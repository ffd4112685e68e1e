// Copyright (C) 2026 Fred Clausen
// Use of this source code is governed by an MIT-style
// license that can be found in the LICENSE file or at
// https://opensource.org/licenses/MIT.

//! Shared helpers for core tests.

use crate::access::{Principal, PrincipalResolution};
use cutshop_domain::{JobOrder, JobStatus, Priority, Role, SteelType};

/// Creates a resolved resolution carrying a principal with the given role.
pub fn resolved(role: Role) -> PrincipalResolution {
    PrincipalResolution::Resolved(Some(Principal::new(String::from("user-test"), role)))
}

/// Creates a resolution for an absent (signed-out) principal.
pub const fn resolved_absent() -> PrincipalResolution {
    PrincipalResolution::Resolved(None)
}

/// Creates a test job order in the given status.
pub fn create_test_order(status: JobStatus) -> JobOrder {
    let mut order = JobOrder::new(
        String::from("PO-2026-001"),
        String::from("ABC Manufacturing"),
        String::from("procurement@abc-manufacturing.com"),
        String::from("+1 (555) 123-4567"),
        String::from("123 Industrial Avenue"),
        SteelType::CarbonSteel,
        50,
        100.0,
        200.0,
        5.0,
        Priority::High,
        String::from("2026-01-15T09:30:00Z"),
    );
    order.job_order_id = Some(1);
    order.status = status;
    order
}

##########

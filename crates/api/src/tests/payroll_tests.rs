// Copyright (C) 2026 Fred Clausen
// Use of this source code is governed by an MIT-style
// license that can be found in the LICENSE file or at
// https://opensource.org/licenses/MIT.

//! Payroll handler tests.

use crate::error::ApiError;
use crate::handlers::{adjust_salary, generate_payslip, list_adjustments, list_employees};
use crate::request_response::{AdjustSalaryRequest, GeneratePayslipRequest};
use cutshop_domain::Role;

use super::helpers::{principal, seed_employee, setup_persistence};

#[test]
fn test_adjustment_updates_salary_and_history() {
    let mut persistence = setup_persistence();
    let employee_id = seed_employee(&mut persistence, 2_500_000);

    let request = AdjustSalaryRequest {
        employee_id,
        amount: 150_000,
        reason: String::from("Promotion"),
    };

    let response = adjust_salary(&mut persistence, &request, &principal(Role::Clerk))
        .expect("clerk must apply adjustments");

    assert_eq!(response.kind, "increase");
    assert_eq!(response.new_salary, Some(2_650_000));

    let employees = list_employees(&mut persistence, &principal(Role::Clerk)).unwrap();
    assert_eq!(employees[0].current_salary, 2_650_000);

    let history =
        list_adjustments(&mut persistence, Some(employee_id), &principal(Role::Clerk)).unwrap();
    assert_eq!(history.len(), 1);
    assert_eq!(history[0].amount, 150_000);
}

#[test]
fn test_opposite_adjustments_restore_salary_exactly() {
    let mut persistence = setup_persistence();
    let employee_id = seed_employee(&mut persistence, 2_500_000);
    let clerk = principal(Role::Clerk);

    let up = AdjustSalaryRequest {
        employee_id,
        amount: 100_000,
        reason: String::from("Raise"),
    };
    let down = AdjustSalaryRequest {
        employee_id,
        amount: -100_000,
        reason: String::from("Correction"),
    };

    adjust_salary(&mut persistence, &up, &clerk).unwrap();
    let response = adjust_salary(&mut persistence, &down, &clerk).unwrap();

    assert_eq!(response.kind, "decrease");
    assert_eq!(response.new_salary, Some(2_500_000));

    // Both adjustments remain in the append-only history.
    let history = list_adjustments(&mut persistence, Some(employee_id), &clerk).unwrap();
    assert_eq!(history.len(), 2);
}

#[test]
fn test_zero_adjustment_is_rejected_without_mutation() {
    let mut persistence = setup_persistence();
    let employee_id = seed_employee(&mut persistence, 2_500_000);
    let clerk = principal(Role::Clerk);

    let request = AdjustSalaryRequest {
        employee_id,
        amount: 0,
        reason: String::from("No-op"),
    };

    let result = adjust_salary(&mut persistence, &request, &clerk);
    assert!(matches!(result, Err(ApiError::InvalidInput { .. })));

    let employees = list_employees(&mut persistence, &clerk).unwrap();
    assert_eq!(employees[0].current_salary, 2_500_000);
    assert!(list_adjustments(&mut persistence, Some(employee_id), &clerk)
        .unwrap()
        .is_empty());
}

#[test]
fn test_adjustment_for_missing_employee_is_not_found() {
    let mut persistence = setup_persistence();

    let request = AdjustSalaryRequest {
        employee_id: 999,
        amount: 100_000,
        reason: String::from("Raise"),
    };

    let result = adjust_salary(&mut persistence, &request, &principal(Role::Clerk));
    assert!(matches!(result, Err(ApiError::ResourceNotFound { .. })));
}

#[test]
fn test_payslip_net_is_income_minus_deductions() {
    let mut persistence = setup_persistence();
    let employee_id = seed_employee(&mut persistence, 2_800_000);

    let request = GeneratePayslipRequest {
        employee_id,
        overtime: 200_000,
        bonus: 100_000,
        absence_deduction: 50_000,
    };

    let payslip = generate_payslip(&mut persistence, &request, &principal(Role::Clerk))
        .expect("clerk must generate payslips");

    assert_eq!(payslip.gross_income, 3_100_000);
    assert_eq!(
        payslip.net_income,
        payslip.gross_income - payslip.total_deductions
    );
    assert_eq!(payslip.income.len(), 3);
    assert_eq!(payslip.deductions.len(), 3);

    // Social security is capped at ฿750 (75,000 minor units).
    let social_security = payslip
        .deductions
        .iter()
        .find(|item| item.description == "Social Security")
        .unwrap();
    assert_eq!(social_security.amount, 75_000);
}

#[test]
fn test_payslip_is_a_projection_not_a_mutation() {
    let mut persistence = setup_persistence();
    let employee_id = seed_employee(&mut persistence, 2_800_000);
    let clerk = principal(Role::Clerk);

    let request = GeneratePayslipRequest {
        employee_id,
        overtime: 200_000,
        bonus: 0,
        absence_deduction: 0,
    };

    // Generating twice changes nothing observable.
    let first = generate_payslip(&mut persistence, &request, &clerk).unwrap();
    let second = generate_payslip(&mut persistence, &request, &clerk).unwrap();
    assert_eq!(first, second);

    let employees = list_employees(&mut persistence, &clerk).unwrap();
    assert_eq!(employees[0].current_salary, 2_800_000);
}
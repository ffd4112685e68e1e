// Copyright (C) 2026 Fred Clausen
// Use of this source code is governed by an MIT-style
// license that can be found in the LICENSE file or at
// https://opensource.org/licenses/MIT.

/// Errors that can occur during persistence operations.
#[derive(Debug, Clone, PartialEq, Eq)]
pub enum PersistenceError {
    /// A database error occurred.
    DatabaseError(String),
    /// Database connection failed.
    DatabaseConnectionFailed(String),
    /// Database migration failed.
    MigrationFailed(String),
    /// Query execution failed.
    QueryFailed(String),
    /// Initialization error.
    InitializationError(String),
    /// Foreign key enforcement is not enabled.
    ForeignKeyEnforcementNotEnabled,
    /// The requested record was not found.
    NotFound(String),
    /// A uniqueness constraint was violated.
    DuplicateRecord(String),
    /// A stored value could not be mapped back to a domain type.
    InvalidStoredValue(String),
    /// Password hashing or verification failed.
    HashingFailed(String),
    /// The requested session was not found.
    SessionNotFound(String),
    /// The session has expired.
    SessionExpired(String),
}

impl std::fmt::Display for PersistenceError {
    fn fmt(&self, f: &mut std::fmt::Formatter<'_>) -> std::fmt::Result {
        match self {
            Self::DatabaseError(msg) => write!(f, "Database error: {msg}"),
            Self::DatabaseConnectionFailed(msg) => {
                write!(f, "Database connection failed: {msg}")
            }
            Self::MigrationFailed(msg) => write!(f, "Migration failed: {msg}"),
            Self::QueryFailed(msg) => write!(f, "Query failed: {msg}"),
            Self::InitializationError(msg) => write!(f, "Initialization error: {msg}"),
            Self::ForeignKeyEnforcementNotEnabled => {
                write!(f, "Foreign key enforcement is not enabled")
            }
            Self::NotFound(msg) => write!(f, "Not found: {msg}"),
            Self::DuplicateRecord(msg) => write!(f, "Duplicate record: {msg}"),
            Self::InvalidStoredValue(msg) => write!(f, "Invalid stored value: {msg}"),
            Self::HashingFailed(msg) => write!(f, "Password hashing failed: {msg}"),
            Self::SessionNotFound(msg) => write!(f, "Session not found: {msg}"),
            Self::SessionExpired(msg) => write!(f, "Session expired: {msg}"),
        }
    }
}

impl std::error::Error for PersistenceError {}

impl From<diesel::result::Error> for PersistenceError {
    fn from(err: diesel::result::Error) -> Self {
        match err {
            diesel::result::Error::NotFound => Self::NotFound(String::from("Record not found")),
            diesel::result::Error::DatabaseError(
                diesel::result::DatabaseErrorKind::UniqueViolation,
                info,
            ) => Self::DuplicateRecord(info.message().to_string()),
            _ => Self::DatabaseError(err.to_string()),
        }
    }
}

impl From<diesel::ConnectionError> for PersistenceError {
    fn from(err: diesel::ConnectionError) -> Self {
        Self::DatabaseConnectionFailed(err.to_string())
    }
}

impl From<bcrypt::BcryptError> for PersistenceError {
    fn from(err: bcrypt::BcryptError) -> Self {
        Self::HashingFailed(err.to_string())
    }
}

##########

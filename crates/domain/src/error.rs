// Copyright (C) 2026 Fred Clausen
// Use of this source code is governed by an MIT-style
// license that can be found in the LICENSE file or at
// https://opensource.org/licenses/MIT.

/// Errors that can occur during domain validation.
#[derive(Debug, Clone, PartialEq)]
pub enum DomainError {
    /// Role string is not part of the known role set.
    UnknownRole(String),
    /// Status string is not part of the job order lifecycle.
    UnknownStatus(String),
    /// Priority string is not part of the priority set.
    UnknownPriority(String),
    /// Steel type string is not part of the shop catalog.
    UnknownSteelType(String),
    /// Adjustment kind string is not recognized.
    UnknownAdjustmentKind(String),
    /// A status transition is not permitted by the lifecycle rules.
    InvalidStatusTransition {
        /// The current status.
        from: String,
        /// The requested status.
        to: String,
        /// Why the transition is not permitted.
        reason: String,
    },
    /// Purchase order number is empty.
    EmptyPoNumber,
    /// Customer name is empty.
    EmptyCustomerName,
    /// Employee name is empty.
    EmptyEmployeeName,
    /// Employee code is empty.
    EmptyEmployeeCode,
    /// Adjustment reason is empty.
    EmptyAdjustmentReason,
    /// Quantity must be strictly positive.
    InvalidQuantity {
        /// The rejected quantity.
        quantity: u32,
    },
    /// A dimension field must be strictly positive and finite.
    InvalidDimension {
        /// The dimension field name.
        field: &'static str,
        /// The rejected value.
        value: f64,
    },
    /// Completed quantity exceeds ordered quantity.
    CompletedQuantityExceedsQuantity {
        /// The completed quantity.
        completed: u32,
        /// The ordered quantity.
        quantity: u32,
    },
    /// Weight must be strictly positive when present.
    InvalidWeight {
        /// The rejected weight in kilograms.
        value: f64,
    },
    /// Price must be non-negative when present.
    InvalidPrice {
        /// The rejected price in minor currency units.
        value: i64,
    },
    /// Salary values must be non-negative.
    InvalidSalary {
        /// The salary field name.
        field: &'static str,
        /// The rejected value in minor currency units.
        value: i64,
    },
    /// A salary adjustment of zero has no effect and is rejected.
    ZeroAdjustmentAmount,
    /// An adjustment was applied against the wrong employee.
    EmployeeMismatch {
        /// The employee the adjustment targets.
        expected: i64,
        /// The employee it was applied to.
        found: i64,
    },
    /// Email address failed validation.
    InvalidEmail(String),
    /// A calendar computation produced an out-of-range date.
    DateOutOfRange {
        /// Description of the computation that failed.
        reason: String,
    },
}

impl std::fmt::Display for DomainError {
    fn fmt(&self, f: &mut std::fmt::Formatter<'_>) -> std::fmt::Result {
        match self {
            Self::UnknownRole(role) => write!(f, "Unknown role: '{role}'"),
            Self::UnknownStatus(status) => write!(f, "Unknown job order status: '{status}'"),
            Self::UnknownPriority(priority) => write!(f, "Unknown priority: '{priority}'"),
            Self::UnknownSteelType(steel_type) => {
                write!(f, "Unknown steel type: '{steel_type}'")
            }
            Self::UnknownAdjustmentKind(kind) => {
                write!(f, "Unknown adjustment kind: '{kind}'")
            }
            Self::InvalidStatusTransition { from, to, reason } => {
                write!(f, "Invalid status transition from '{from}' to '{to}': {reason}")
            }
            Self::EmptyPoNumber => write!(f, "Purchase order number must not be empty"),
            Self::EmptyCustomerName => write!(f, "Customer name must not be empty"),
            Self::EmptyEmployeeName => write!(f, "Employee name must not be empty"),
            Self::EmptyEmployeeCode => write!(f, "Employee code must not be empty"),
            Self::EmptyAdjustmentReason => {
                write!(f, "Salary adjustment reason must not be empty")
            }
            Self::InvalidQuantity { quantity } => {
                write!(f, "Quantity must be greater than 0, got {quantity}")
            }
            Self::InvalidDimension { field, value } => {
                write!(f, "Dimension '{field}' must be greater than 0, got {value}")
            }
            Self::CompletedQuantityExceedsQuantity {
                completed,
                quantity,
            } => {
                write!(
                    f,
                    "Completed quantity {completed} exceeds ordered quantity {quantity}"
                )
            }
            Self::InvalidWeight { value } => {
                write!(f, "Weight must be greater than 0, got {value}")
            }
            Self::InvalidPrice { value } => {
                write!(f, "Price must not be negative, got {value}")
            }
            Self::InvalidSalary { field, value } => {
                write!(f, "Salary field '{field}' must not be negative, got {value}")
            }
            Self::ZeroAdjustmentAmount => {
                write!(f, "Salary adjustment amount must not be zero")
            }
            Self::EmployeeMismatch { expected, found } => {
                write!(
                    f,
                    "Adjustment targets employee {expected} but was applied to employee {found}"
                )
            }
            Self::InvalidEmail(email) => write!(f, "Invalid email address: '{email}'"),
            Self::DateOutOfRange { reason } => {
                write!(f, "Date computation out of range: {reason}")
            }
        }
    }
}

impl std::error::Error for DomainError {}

##########

Work item:
Find the lines in the entries above where "derive" occurs, and copy each of them.

Response for this exercise:
#[derive(Debug, Clone, PartialEq, Eq)]
#[derive(Debug, Clone, PartialEq)]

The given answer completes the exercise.